(Source records)
········

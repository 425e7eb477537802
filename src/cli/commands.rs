//! CLI command definitions using clap.
//!
//! Defines the main CLI structure and subcommands:
//! - list: filtered catalog listing
//! - show: one tool's descriptor
//! - run: headless open / supply / process / print

use clap::{Parser, Subcommand};
use std::path::PathBuf;

/// dochub - a directory of document and image tools
#[derive(Parser, Debug)]
#[command(name = "dochub")]
#[command(author, version, about, long_about = None)]
pub struct Cli {
    /// Optional config file path
    #[arg(short, long, global = true)]
    pub config: Option<PathBuf>,

    /// Verbose output
    #[arg(short, long, global = true)]
    pub verbose: bool,

    /// Subcommand to execute
    #[command(subcommand)]
    pub command: Option<Commands>,
}

impl Cli {
    /// Check if verbose mode is enabled
    pub fn is_verbose(&self) -> bool {
        self.verbose
    }
}

/// Main subcommands
#[derive(Subcommand, Debug)]
pub enum Commands {
    /// List tools, optionally filtered
    List {
        /// Category (pdf, image, text, utility)
        #[arg(short = 'C', long)]
        category: Option<String>,

        /// Quick-filter tag (image, pdf, doc, ppt, text)
        #[arg(short, long)]
        tag: Option<String>,
    },

    /// Show a single tool
    Show {
        /// Tool id, e.g. pdf-to-word
        id: String,
    },

    /// Run a tool headless and print its result
    Run {
        /// Tool id, e.g. pdf-to-word
        id: String,

        /// File to upload (file tools)
        #[arg(short, long)]
        file: Option<PathBuf>,

        /// Text input (text tools)
        #[arg(short, long)]
        text: Option<String>,

        /// Skip the simulated latency
        #[arg(long)]
        instant: bool,

        /// Print the result record as JSON
        #[arg(long)]
        json: bool,
    },
}
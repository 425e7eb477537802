//! Ordered, read-only tool catalog
//!
//! The catalog keeps tools in their provisioned order and an id index for
//! lookup. There is no mutation API; the built-in catalog is built once per
//! process.

use std::collections::HashMap;
use std::sync::LazyLock;

use crate::error::{DocHubError, Result};

use super::builtin::builtin_tools;
use super::definition::{Category, Tool};

static BUILTIN: LazyLock<ToolCatalog> = LazyLock::new(|| ToolCatalog::new(builtin_tools()));

/// Catalog of tool definitions
#[derive(Debug, Clone)]
pub struct ToolCatalog {
    tools: Vec<Tool>,
    index: HashMap<String, usize>,
}

impl ToolCatalog {
    /// Build a catalog, indexing the first occurrence of each id
    pub fn new(tools: Vec<Tool>) -> Self {
        let mut index = HashMap::with_capacity(tools.len());
        for (pos, tool) in tools.iter().enumerate() {
            index.entry(tool.id.clone()).or_insert(pos);
        }
        Self { tools, index }
    }

    /// Build a catalog, rejecting duplicate ids
    pub fn from_tools(tools: Vec<Tool>) -> Result<Self> {
        let catalog = Self::new(tools);
        catalog.validate()?;
        Ok(catalog)
    }

    /// The process-wide built-in catalog
    pub fn builtin() -> &'static ToolCatalog {
        &BUILTIN
    }

    /// Check that every id is unique
    pub fn validate(&self) -> Result<()> {
        if self.index.len() == self.tools.len() {
            return Ok(());
        }
        let duplicate = self
            .tools
            .iter()
            .enumerate()
            .find(|(pos, tool)| self.index.get(&tool.id) != Some(pos))
            .map(|(_, tool)| tool.id.clone())
            .unwrap_or_default();
        Err(DocHubError::DuplicateTool(duplicate))
    }

    /// All tools in catalog order
    pub fn list_all(&self) -> &[Tool] {
        &self.tools
    }

    /// Get a tool by id
    pub fn get(&self, id: &str) -> Option<&Tool> {
        self.index.get(id).map(|&pos| &self.tools[pos])
    }

    /// Get a tool by id, failing with `ToolNotFound`
    pub fn require(&self, id: &str) -> Result<&Tool> {
        self.get(id).ok_or_else(|| DocHubError::ToolNotFound(id.to_string()))
    }

    /// Check if a tool exists
    pub fn contains(&self, id: &str) -> bool {
        self.index.contains_key(id)
    }

    /// Tools in one category, catalog order preserved
    pub fn by_category(&self, category: Category) -> Vec<&Tool> {
        self.tools.iter().filter(|t| t.category == category).collect()
    }

    pub fn len(&self) -> usize {
        self.tools.len()
    }

    pub fn is_empty(&self) -> bool {
        self.tools.is_empty()
    }
}

#[cfg(test)]
mod tests {
    use super::*;
    use crate::catalog::definition::{IMAGE_OCR, InteractionType, TEXT_TO_PDF};

    fn tool(id: &str) -> Tool {
        Tool::new(id, id, "desc", Category::Pdf, InteractionType::FileProcessor)
    }

    #[test]
    fn test_catalog_new_empty() {
        let catalog = ToolCatalog::new(Vec::new());
        assert!(catalog.is_empty());
        assert_eq!(catalog.len(), 0);
        assert!(catalog.validate().is_ok());
    }

    #[test]
    fn test_catalog_preserves_order() {
        let catalog = ToolCatalog::from_tools(vec![tool("b"), tool("a"), tool("c")]).unwrap();
        let ids: Vec<&str> = catalog.list_all().iter().map(|t| t.id.as_str()).collect();
        assert_eq!(ids, vec!["b", "a", "c"]);
    }

    #[test]
    fn test_catalog_rejects_duplicates() {
        let result = ToolCatalog::from_tools(vec![tool("a"), tool("b"), tool("a")]);
        match result {
            Err(DocHubError::DuplicateTool(id)) => assert_eq!(id, "a"),
            other => panic!("expected duplicate error, got {:?}", other),
        }
    }

    #[test]
    fn test_catalog_get_and_require() {
        let catalog = ToolCatalog::from_tools(vec![tool("a")]).unwrap();
        assert_eq!(catalog.get("a").unwrap().id, "a");
        assert!(catalog.get("missing").is_none());
        assert!(matches!(catalog.require("missing"), Err(DocHubError::ToolNotFound(_))));
    }

    #[test]
    fn test_builtin_catalog_contents() {
        let catalog = ToolCatalog::builtin();
        assert_eq!(catalog.len(), 23);
        assert!(catalog.validate().is_ok());
        assert_eq!(catalog.list_all()[0].id, "image-to-pdf");
        assert_eq!(catalog.list_all()[22].id, "rotate-pdf");
        assert!(catalog.contains(TEXT_TO_PDF));
        assert!(catalog.contains(IMAGE_OCR));
    }

    #[test]
    fn test_builtin_catalog_is_shared() {
        let first = ToolCatalog::builtin() as *const ToolCatalog;
        let second = ToolCatalog::builtin() as *const ToolCatalog;
        assert_eq!(first, second);
        assert_eq!(ToolCatalog::builtin().list_all(), ToolCatalog::builtin().list_all());
    }

    #[test]
    fn test_builtin_by_category() {
        let catalog = ToolCatalog::builtin();
        assert_eq!(catalog.by_category(Category::Image).len(), 6);
        assert_eq!(catalog.by_category(Category::Pdf).len(), 17);
        assert!(catalog.by_category(Category::Utility).is_empty());
    }

    #[test]
    fn test_builtin_text_to_pdf_is_text_editor() {
        let tool = ToolCatalog::builtin().get(TEXT_TO_PDF).unwrap();
        assert_eq!(tool.interaction, InteractionType::TextEditor);
        assert!(tool.accepts.is_none());
        assert_eq!(tool.action_label(), "Download PDF");
    }
}
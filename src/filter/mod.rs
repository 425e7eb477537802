//! Filter Engine - quick-filter tags, the stable filter, and selection state

mod engine;
mod selection;
mod tag;

pub use engine::{filter, matches_category, matches_tag};
pub use selection::Selection;
pub use tag::Tag;
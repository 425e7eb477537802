//! CLI module for dochub - command-line interface and subcommands.
//!
//! With no subcommand the TUI is launched; `list`, `show` and `run` work
//! headless against the same catalog and session controller.

pub mod commands;

pub use commands::Cli;
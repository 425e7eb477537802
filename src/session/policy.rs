//! Completion policy
//!
//! Resolves what a tool produces and how long the simulated work takes.
//! Precedence: text-to-document generator, then image text extraction, then
//! the file-processor output table, then a generic completion marker.

use std::time::Duration;

use async_trait::async_trait;

use crate::catalog::{IMAGE_OCR, TEXT_TO_PDF, Tool, ToolCatalog};
use crate::config::SimulationConfig;
use crate::error::{DocHubError, Result};

use super::machine::ProcessRequest;
use super::outcome::{OutputFile, ResultPayload};

/// Base name used when a file processor is missing from the table
pub const FALLBACK_BASE: &str = "processed_file";

/// Extension used when a file processor is missing from the table
pub const FALLBACK_EXTENSION: &str = "pdf";

/// Marker produced by non-file, non-special tools
pub const ACTION_COMPLETED: &str = "Action Completed";

/// Simulated text extraction output
pub const EXTRACTED_TEXT: &str = "Extracted Text Content:\n\n\
This is a simulated extraction of text from the image you uploaded. In a real server-side environment, \
an OCR engine would process the image bytes and identify the characters.\n\n\
Confidence: 99%\n\
Language: English";

/// Tool identity -> (output base name, extension)
const OUTPUT_TABLE: &[(&str, &str, &str)] = &[
    ("pdf-to-word", "processed_file", "docx"),
    ("pdf-to-docx", "processed_file", "docx"),
    ("pdf-to-excel", "processed_file", "xlsx"),
    ("pdf-to-ppt", "processed_file", "pptx"),
    ("pdf-to-text", "processed_file", "txt"),
    ("image-to-doc", "processed_file", "docx"),
    ("image-to-ppt", "processed_file", "pptx"),
    ("image-to-pdf", "processed_file", "pdf"),
    ("word-to-pdf", "processed_file", "pdf"),
    ("excel-to-pdf", "processed_file", "pdf"),
    ("ppt-to-pdf", "processed_file", "pdf"),
    ("image-compressor", "optimized_images", "zip"),
    ("image-converter", "processed_file", "png"),
    ("doc-to-image", "converted_pages", "zip"),
    ("pdf-to-jpg", "extracted_pages", "zip"),
    ("split-pdf", "split_documents", "zip"),
    ("merge-pdf", "merged_document", "pdf"),
    ("compress-pdf", "compressed_document", "pdf"),
    ("unlock-pdf", "unlocked_document", "pdf"),
    ("protect-pdf", "protected_document", "pdf"),
    ("rotate-pdf", "rotated_document", "pdf"),
];

/// Output file for a file-processor identity, with the generic fallback
pub fn output_file_for(tool_id: &str) -> OutputFile {
    OUTPUT_TABLE
        .iter()
        .find(|(id, _, _)| *id == tool_id)
        .map(|(_, base, ext)| OutputFile::new(*base, *ext))
        .unwrap_or_else(|| OutputFile::new(FALLBACK_BASE, FALLBACK_EXTENSION))
}

/// Every table key and special identity must name a catalog entry
pub fn validate_completion_table(catalog: &ToolCatalog) -> Result<()> {
    let keys = OUTPUT_TABLE.iter().map(|(id, _, _)| *id);
    let special = [TEXT_TO_PDF, IMAGE_OCR];
    for id in keys.chain(special) {
        if !catalog.contains(id) {
            return Err(DocHubError::Config(format!(
                "completion table references unknown tool '{}'",
                id
            )));
        }
    }
    Ok(())
}

/// Which completion a tool gets
#[derive(Debug, Clone, PartialEq, Eq)]
pub enum CompletionRule {
    /// Fixed generated document name
    GeneratedDocument,
    /// Multi-line extracted text
    ExtractedText,
    /// Synthesized output file from the table
    OutputFile(OutputFile),
    /// "Action Completed"
    Generic,
}

impl CompletionRule {
    /// Resolve the rule for a tool
    pub fn for_tool(tool: &Tool) -> Self {
        if tool.is_text_document_generator() {
            Self::GeneratedDocument
        } else if tool.is_text_extractor() {
            Self::ExtractedText
        } else if tool.is_file_processor() {
            Self::OutputFile(output_file_for(&tool.id))
        } else {
            Self::Generic
        }
    }

    pub fn payload(&self) -> ResultPayload {
        match self {
            Self::GeneratedDocument => ResultPayload::File(OutputFile::new("document", "pdf")),
            Self::ExtractedText => ResultPayload::Text(EXTRACTED_TEXT.to_string()),
            Self::OutputFile(out) => ResultPayload::File(out.clone()),
            Self::Generic => ResultPayload::Text(ACTION_COMPLETED.to_string()),
        }
    }

    pub fn latency(&self, simulation: &SimulationConfig) -> Duration {
        match self {
            Self::GeneratedDocument => simulation.generated_document(),
            Self::ExtractedText => simulation.extracted_text(),
            Self::OutputFile(_) => simulation.file_output(),
            Self::Generic => simulation.generic(),
        }
    }

    pub fn describe(&self) -> String {
        match self {
            Self::GeneratedDocument => "generated document (document.pdf)".to_string(),
            Self::ExtractedText => "extracted text".to_string(),
            Self::OutputFile(out) => format!("output file ({})", out),
            Self::Generic => "generic completion".to_string(),
        }
    }
}

/// Produces the result for a processing session
#[async_trait]
pub trait CompletionPolicy: Send + Sync {
    /// Run the (simulated) work for `tool` and return its payload
    async fn complete(&self, tool: &Tool, request: &ProcessRequest) -> Result<ResultPayload>;
}

/// Sleeps for the configured latency, then returns the canned payload
#[derive(Debug, Clone, Default)]
pub struct SimulatedPolicy {
    simulation: SimulationConfig,
}

impl SimulatedPolicy {
    pub fn new(simulation: SimulationConfig) -> Self {
        Self { simulation }
    }

    /// Policy with zero latency
    pub fn instant() -> Self {
        Self::new(SimulationConfig::instant())
    }

    pub fn simulation(&self) -> &SimulationConfig {
        &self.simulation
    }
}

#[async_trait]
impl CompletionPolicy for SimulatedPolicy {
    async fn complete(&self, tool: &Tool, request: &ProcessRequest) -> Result<ResultPayload> {
        let rule = CompletionRule::for_tool(tool);
        let delay = rule.latency(&self.simulation);
        log::debug!(
            "Simulating {} for {} ({}ms, file={:?}, text_len={})",
            rule.describe(),
            tool.id,
            delay.as_millis(),
            request.file.as_ref().map(|f| f.name.as_str()),
            request.text.len()
        );
        if !delay.is_zero() {
            tokio::time::sleep(delay).await;
        }
        Ok(rule.payload())
    }
}

#[cfg(test)]
mod tests {
    use super::*;
    use crate::catalog::{Category, InteractionType};

    fn builtin(id: &str) -> &'static Tool {
        ToolCatalog::builtin().get(id).unwrap()
    }

    #[test]
    fn test_output_table_literals() {
        let cases = [
            ("pdf-to-word", "processed_file.docx"),
            ("pdf-to-docx", "processed_file.docx"),
            ("pdf-to-excel", "processed_file.xlsx"),
            ("pdf-to-ppt", "processed_file.pptx"),
            ("pdf-to-text", "processed_file.txt"),
            ("image-to-doc", "processed_file.docx"),
            ("image-to-ppt", "processed_file.pptx"),
            ("image-to-pdf", "processed_file.pdf"),
            ("excel-to-pdf", "processed_file.pdf"),
            ("image-compressor", "optimized_images.zip"),
            ("image-converter", "processed_file.png"),
            ("doc-to-image", "converted_pages.zip"),
            ("pdf-to-jpg", "extracted_pages.zip"),
            ("split-pdf", "split_documents.zip"),
            ("merge-pdf", "merged_document.pdf"),
            ("compress-pdf", "compressed_document.pdf"),
            ("unlock-pdf", "unlocked_document.pdf"),
            ("protect-pdf", "protected_document.pdf"),
            ("rotate-pdf", "rotated_document.pdf"),
        ];
        for (id, expected) in cases {
            assert_eq!(output_file_for(id).file_name(), expected, "wrong output for {}", id);
        }
    }

    #[test]
    fn test_output_table_fallback() {
        assert_eq!(output_file_for("audio-trimmer").file_name(), "processed_file.pdf");
    }

    #[test]
    fn test_validate_table_against_builtin() {
        assert!(validate_completion_table(ToolCatalog::builtin()).is_ok());
    }

    #[test]
    fn test_validate_table_rejects_missing_tool() {
        let catalog = ToolCatalog::new(vec![builtin("merge-pdf").clone()]);
        let result = validate_completion_table(&catalog);
        assert!(matches!(result, Err(DocHubError::Config(_))));
    }

    #[test]
    fn test_rule_precedence() {
        assert_eq!(CompletionRule::for_tool(builtin(TEXT_TO_PDF)), CompletionRule::GeneratedDocument);
        assert_eq!(CompletionRule::for_tool(builtin(IMAGE_OCR)), CompletionRule::ExtractedText);
        assert_eq!(
            CompletionRule::for_tool(builtin("pdf-to-word")),
            CompletionRule::OutputFile(OutputFile::new("processed_file", "docx"))
        );

        let calc = Tool::new("calc", "Calc", "c", Category::Utility, InteractionType::Calculator);
        assert_eq!(CompletionRule::for_tool(&calc), CompletionRule::Generic);
    }

    #[test]
    fn test_rule_payloads() {
        let doc = CompletionRule::GeneratedDocument.payload();
        assert_eq!(doc.file_name().as_deref(), Some("document.pdf"));

        let text = CompletionRule::ExtractedText.payload();
        let body = text.text().unwrap();
        assert!(body.contains("Confidence: 99%"));
        assert!(body.contains("Language: English"));

        assert_eq!(CompletionRule::Generic.payload().text(), Some("Action Completed"));
    }

    #[test]
    fn test_rule_latency() {
        let sim = SimulationConfig::default();
        assert_eq!(CompletionRule::GeneratedDocument.latency(&sim), Duration::from_millis(2000));
        assert_eq!(CompletionRule::ExtractedText.latency(&sim), Duration::from_millis(2500));
        assert_eq!(
            CompletionRule::OutputFile(output_file_for("merge-pdf")).latency(&sim),
            Duration::from_millis(2000)
        );
        assert_eq!(CompletionRule::Generic.latency(&sim), Duration::from_millis(600));
    }

    #[tokio::test]
    async fn test_simulated_policy_instant() {
        let policy = SimulatedPolicy::instant();
        let payload = policy
            .complete(builtin("split-pdf"), &ProcessRequest::default())
            .await
            .unwrap();
        assert_eq!(payload.file_name().as_deref(), Some("split_documents.zip"));
    }

    #[tokio::test]
    async fn test_simulated_policy_waits() {
        let policy = SimulatedPolicy::new(SimulationConfig::uniform(30));
        let started = std::time::Instant::now();
        policy.complete(builtin("merge-pdf"), &ProcessRequest::default()).await.unwrap();
        assert!(started.elapsed() >= Duration::from_millis(30));
    }
}
//! Result payloads produced by a completed session.

use std::fmt;

use chrono::{DateTime, Utc};
use serde::Serialize;

/// Synthesized output file name
#[derive(Debug, Clone, PartialEq, Eq)]
pub struct OutputFile {
    pub base: String,
    pub extension: String,
}

impl OutputFile {
    pub fn new(base: impl Into<String>, extension: impl Into<String>) -> Self {
        Self {
            base: base.into(),
            extension: extension.into(),
        }
    }

    pub fn file_name(&self) -> String {
        format!("{}.{}", self.base, self.extension)
    }
}

impl fmt::Display for OutputFile {
    fn fmt(&self, f: &mut fmt::Formatter<'_>) -> fmt::Result {
        write!(f, "{}.{}", self.base, self.extension)
    }
}

/// What a session shows once it reaches RESULT
#[derive(Debug, Clone, PartialEq, Eq)]
pub enum ResultPayload {
    /// A file ready for download
    File(OutputFile),
    /// Free text, copyable to the clipboard
    Text(String),
}

impl ResultPayload {
    pub fn is_file(&self) -> bool {
        matches!(self, Self::File(_))
    }

    pub fn file_name(&self) -> Option<String> {
        match self {
            Self::File(out) => Some(out.file_name()),
            Self::Text(_) => None,
        }
    }

    pub fn text(&self) -> Option<&str> {
        match self {
            Self::File(_) => None,
            Self::Text(text) => Some(text),
        }
    }

    /// Short kind name for serialized records
    pub fn kind(&self) -> &'static str {
        match self {
            Self::File(_) => "file",
            Self::Text(_) => "text",
        }
    }
}

impl fmt::Display for ResultPayload {
    fn fmt(&self, f: &mut fmt::Formatter<'_>) -> fmt::Result {
        match self {
            Self::File(out) => write!(f, "{}", out),
            Self::Text(text) => f.write_str(text),
        }
    }
}

/// Serializable summary of one completed run
#[derive(Debug, Clone, Serialize)]
pub struct ResultRecord {
    pub tool_id: String,
    pub kind: String,
    pub payload: String,
    pub completed_at: DateTime<Utc>,
}

impl ResultRecord {
    pub fn new(tool_id: impl Into<String>, payload: &ResultPayload, completed_at: DateTime<Utc>) -> Self {
        Self {
            tool_id: tool_id.into(),
            kind: payload.kind().to_string(),
            payload: payload.to_string(),
            completed_at,
        }
    }
}

#[cfg(test)]
mod tests {
    use super::*;

    #[test]
    fn test_output_file_name() {
        let out = OutputFile::new("processed_file", "docx");
        assert_eq!(out.file_name(), "processed_file.docx");
        assert_eq!(out.to_string(), "processed_file.docx");
    }

    #[test]
    fn test_payload_accessors() {
        let file = ResultPayload::File(OutputFile::new("merged_document", "pdf"));
        assert!(file.is_file());
        assert_eq!(file.file_name().as_deref(), Some("merged_document.pdf"));
        assert_eq!(file.text(), None);
        assert_eq!(file.kind(), "file");

        let text = ResultPayload::Text("Action Completed".to_string());
        assert!(!text.is_file());
        assert_eq!(text.text(), Some("Action Completed"));
        assert_eq!(text.file_name(), None);
        assert_eq!(text.to_string(), "Action Completed");
    }

    #[test]
    fn test_result_record_json() {
        let payload = ResultPayload::File(OutputFile::new("split_documents", "zip"));
        let record = ResultRecord::new("split-pdf", &payload, Utc::now());
        let json = serde_json::to_value(&record).unwrap();
        assert_eq!(json["tool_id"], "split-pdf");
        assert_eq!(json["kind"], "file");
        assert_eq!(json["payload"], "split_documents.zip");
        assert!(json["completed_at"].is_string());
    }
}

········

What is expected:
Look at the records above. Copy every line where the string "converter" occurs.

Exercise solution:
    ("image-converter", "processed_file", "png"),
            ("image-converter", "processed_file.png"),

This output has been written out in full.